Gilda
Mário Lago
Relação leve e imprevisível em “Gilda”, de Mário Lago
O título “Gilda” faz referência ao famoso filme noir de 1946, em que a personagem interpretada por Rita Hayworth representa independência, mistério e sedução. Ao trazer esse nome para a música, Mário Lago sugere que sua Gilda também foge dos padrões tradicionais: ela é uma mulher autônoma, imprevisível e fascinante, como mostram os versos “Ela sai, esquece de voltar / E quando volta / Não dá confiança de se explicar!”.
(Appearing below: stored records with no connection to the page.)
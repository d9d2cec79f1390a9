//! Best-effort asynchronous persistence.
//!
//! In-memory state is authoritative for live sessions; the backing store is
//! eventually consistent with it. Mutating components enqueue one-way ops
//! onto a bounded channel, and a dedicated writer task drains them against
//! SQLite. A write failure is logged with context and never retried, never
//! surfaced to clients, and never rolls back the in-memory mutation.

use crate::db::Database;
use crate::journal::{ProjectActivity, ProjectComment};
use crate::locks::SectionLock;
use crate::versions::ProjectVersion;
use tokio::sync::mpsc;
use tokio::task::JoinHandle;
use tracing::{debug, warn};

/// Queue depth for outstanding writes. A burst beyond this is dropped with a
/// warning rather than blocking the mutation path.
const PERSIST_QUEUE_SIZE: usize = 1024;

/// A single outbound durability write.
#[derive(Debug)]
pub enum PersistOp {
    UpsertLock(SectionLock),
    DeleteLock { project_id: String, lock_id: String },
    UpsertVersion(ProjectVersion),
    DeleteVersion { project_id: String, version_id: String },
    UpsertComment(ProjectComment),
    AppendActivity(ProjectActivity),
}

impl PersistOp {
    /// Short op name for logging.
    fn name(&self) -> &'static str {
        match self {
            Self::UpsertLock(_) => "upsert_lock",
            Self::DeleteLock { .. } => "delete_lock",
            Self::UpsertVersion(_) => "upsert_version",
            Self::DeleteVersion { .. } => "delete_version",
            Self::UpsertComment(_) => "upsert_comment",
            Self::AppendActivity(_) => "append_activity",
        }
    }
}

/// Cloneable producer half of the persistence queue.
///
/// A disabled handle (no backing store, unit tests) swallows ops.
#[derive(Clone)]
pub struct PersistHandle {
    tx: Option<mpsc::Sender<PersistOp>>,
}

impl PersistHandle {
    /// Create the queue, returning the producer handle and the receiver to
    /// hand to [`spawn_writer`].
    pub fn channel() -> (Self, mpsc::Receiver<PersistOp>) {
        let (tx, rx) = mpsc::channel(PERSIST_QUEUE_SIZE);
        (Self { tx: Some(tx) }, rx)
    }

    /// A handle that drops every op. Used when no database is configured and
    /// by unit tests.
    pub fn disabled() -> Self {
        Self { tx: None }
    }

    /// Fire-and-forget enqueue. Never blocks the caller.
    pub fn enqueue(&self, op: PersistOp) {
        let Some(tx) = &self.tx else { return };
        if let Err(e) = tx.try_send(op) {
            let op_name = match &e {
                mpsc::error::TrySendError::Full(op) => op.name(),
                mpsc::error::TrySendError::Closed(op) => op.name(),
            };
            warn!(op = op_name, error = %e, "Persistence queue rejected write; dropping");
        }
    }
}

/// Spawn the writer task that drains the persistence queue against the
/// database. Runs until every producer handle is dropped.
pub fn spawn_writer(db: Database, mut rx: mpsc::Receiver<PersistOp>) -> JoinHandle<()> {
    tokio::spawn(async move {
        while let Some(op) = rx.recv().await {
            let op_name = op.name();
            let result = match op {
                PersistOp::UpsertLock(lock) => db.locks().save(&lock).await,
                PersistOp::DeleteLock { lock_id, .. } => {
                    db.locks().delete(&lock_id).await.map(|_| ())
                }
                PersistOp::UpsertVersion(version) => db.versions().save(&version).await,
                PersistOp::DeleteVersion { version_id, .. } => {
                    db.versions().delete(&version_id).await.map(|_| ())
                }
                PersistOp::UpsertComment(comment) => db.comments().save(&comment).await,
                PersistOp::AppendActivity(entry) => db.activity().append(&entry).await,
            };
            match result {
                Ok(()) => debug!(op = op_name, "Persistence write applied"),
                Err(e) => warn!(op = op_name, error = %e, "Persistence write failed"),
            }
        }
        debug!("Persistence writer stopped");
    })
}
A letra adota um tom leve e coloquial para retratar um relacionamento marcado por desencontros e uma aceitação bem-humorada das atitudes de Gilda. O narrador reconhece tanto as falhas quanto a teimosia da amada, mas admite que não consegue guardar ressentimento: “Eu só me zango de boca / De raiva não sei guardar”. O equilíbrio entre orgulho e carinho aparece quando ele, mesmo diante das idas e vindas, sempre espera pelo retorno dela, perguntando “À que horas vai voltar? / Não vai demorar?”. Assim, a música explora a dinâmica de um casal em que a liberdade de Gilda é aceita e até celebrada, mostrando um parceiro que, apesar das dificuldades, se diverte e se resigna diante da imprevisibilidade do amor.
O significado desta letra foi gerado automaticamente.